Find "Nyx, blazing fast astrodynamics" and "accepted when the" in the records below. Copy the lines holding them and every line between, exactly, and no others.

Start of Given records

/*
    Nyx, blazing fast astrodynamics
    Copyright (C) 2018-onwards Christopher Rabotin <christopher.rabotin@gmail.com>

    This program is free software: you can redistribute it and/or modify
    it under the terms of the GNU Affero General Public License as published
    by the Free Software Foundation, either version 3 of the License, or
    (at your option) any later version.

    This program is distributed in the hope that it will be useful,
    but WITHOUT ANY WARRANTY; without even the implied warranty of
    MERCHANTABILITY or FITNESS FOR A PARTICULAR PURPOSE.  See the
    GNU Affero General Public License for more details.

    You should have received a copy of the GNU Affero General Public License
    along with this program.  If not, see <https://www.gnu.org/licenses/>.
*/

use serde_derive::{Deserialize, Serialize};
use std::fmt;

/// Aggregation of the component wise scaled error estimates into a single error norm.
///
/// Each component of the embedded error estimate is first divided by
/// `atol + rtol * max(|y_old|, |y_new|)`, see [`scaled_error`]. A step is accepted when the
/// aggregated norm is at most one.
#[derive(Copy, Clone, Debug, Default, PartialEq, Eq, Serialize, Deserialize)]
pub enum ErrorCtrl {
    /// Root mean square of the scaled errors, as in Hairer's codes. When in doubt, use this one.
    #[default]
    RmsNorm,
    /// Largest scaled error of all components: more stringent, especially for large states.
    LargestError,
}

/// Tolerance scale of a single component.
pub fn error_scale(atol: f64, rtol: f64, y_old: f64, y_new: f64) -> f64 {
    atol + rtol * y_old.abs().max(y_new.abs())
}

/// Scaled error of a single component.
pub fn scaled_error(err: f64, atol: f64, rtol: f64, y_old: f64, y_new: f64) -> f64 {
    err / error_scale(atol, rtol, y_old, y_new)
}

impl ErrorCtrl {
    /// Aggregates the already scaled component errors.
    pub fn norm<I>(self, scaled: I) -> f64
    where
        I: IntoIterator<Item = f64>,
    {
        match self {
            Self::RmsNorm => {
                let (sum_sq, n) = scaled
                    .into_iter()
                    .fold((0.0, 0usize), |(acc, n), e| (acc + e * e, n + 1));
                if n == 0 {
                    0.0
                } else {
                    (sum_sq / n as f64).sqrt()
                }
            }
            Self::LargestError => scaled
                .into_iter()
                .fold(0.0_f64, |max_err, e| if e.abs() > max_err || e.is_nan() {
                    e.abs()
                } else {
                    max_err
                }),
        }
    }
}

impl fmt::Display for ErrorCtrl {
    fn fmt(&self, f: &mut fmt::Formatter<'_>) -> fmt::Result {
        match self {
            Self::RmsNorm => write!(f, "RMS norm"),
            Self::LargestError => write!(f, "largest error"),
        }
    }
}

End of Given records

Response to this exercise
    Nyx, blazing fast astrodynamics
    Copyright (C) 2018-onwards Christopher Rabotin <christopher.rabotin@gmail.com>

    This program is free software: you can redistribute it and/or modify
    it under the terms of the GNU Affero General Public License as published
    by the Free Software Foundation, either version 3 of the License, or
    (at your option) any later version.

    This program is distributed in the hope that it will be useful,
    but WITHOUT ANY WARRANTY; without even the implied warranty of
    MERCHANTABILITY or FITNESS FOR A PARTICULAR PURPOSE.  See the
    GNU Affero General Public License for more details.

    You should have received a copy of the GNU Affero General Public License
    along with this program.  If not, see <https://www.gnu.org/licenses/>.
*/

use serde_derive::{Deserialize, Serialize};
use std::fmt;

/// Aggregation of the component wise scaled error estimates into a single error norm.
///
/// Each component of the embedded error estimate is first divided by
/// `atol + rtol * max(|y_old|, |y_new|)`, see [`scaled_error`]. A step is accepted when the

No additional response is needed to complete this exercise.